== Your instructions ==
Search the records for the word "InMemoryRemoteCache" and report each line that has it.

Excerpts from a dataset
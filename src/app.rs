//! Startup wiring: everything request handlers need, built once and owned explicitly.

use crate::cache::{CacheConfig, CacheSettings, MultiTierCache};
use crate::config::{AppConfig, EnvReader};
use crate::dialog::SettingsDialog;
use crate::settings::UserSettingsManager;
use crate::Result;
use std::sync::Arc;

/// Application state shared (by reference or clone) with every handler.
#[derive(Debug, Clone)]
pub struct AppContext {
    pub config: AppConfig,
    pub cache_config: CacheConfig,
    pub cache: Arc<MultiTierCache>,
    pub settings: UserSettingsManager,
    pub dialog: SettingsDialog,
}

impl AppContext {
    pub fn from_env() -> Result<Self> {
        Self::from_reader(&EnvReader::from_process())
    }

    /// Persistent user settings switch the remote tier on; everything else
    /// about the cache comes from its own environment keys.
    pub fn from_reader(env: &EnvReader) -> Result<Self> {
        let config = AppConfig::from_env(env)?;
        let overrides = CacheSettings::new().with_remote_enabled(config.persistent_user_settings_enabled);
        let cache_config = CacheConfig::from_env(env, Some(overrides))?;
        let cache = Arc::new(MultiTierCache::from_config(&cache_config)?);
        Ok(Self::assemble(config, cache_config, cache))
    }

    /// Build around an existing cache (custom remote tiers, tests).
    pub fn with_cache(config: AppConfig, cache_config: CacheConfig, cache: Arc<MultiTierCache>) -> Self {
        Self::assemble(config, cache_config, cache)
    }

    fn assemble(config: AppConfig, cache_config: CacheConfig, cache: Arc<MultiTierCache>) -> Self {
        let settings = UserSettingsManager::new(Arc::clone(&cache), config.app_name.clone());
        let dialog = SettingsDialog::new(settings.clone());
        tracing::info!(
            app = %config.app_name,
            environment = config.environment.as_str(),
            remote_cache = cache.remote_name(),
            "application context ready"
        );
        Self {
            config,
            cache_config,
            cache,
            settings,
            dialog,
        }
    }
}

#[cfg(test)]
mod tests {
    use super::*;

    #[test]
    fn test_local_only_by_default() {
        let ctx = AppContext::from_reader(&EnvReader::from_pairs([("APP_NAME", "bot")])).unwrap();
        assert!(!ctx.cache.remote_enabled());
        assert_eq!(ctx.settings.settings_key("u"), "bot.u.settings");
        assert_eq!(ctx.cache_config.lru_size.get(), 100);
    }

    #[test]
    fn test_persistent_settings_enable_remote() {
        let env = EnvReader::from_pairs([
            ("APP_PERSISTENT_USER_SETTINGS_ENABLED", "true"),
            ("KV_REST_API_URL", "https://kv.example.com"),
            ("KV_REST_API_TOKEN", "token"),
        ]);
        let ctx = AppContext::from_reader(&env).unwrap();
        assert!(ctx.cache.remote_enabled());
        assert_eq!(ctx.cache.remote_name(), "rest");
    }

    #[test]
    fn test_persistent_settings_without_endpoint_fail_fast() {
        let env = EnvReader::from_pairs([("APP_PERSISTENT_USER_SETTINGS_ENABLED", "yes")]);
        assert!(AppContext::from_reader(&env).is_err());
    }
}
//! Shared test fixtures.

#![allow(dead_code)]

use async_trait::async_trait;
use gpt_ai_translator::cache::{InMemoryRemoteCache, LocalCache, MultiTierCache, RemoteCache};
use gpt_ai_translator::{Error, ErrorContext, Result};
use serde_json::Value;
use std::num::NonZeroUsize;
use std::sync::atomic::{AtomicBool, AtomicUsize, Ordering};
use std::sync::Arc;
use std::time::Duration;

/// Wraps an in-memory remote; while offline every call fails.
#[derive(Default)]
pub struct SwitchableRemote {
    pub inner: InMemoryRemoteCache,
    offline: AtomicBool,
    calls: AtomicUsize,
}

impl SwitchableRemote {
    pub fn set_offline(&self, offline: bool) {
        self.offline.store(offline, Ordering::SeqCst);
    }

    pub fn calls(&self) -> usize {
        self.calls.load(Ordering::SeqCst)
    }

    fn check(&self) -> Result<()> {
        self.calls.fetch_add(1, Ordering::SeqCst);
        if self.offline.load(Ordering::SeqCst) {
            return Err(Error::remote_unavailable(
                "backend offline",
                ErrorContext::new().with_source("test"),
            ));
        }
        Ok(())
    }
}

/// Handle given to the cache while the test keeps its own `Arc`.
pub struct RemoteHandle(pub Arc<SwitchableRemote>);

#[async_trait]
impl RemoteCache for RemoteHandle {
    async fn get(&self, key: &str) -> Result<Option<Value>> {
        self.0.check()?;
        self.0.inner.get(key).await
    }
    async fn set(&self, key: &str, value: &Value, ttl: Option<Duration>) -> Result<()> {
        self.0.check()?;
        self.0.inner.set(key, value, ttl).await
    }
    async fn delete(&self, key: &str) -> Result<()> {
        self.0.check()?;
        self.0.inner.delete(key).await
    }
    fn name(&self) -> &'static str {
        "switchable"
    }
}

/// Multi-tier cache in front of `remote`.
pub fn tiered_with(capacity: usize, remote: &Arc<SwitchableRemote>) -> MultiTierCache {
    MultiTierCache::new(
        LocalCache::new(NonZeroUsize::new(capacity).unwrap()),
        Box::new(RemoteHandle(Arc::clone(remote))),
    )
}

== Your response ==
use gpt_ai_translator::cache::{InMemoryRemoteCache, LocalCache, MultiTierCache, RemoteCache};
    pub inner: InMemoryRemoteCache,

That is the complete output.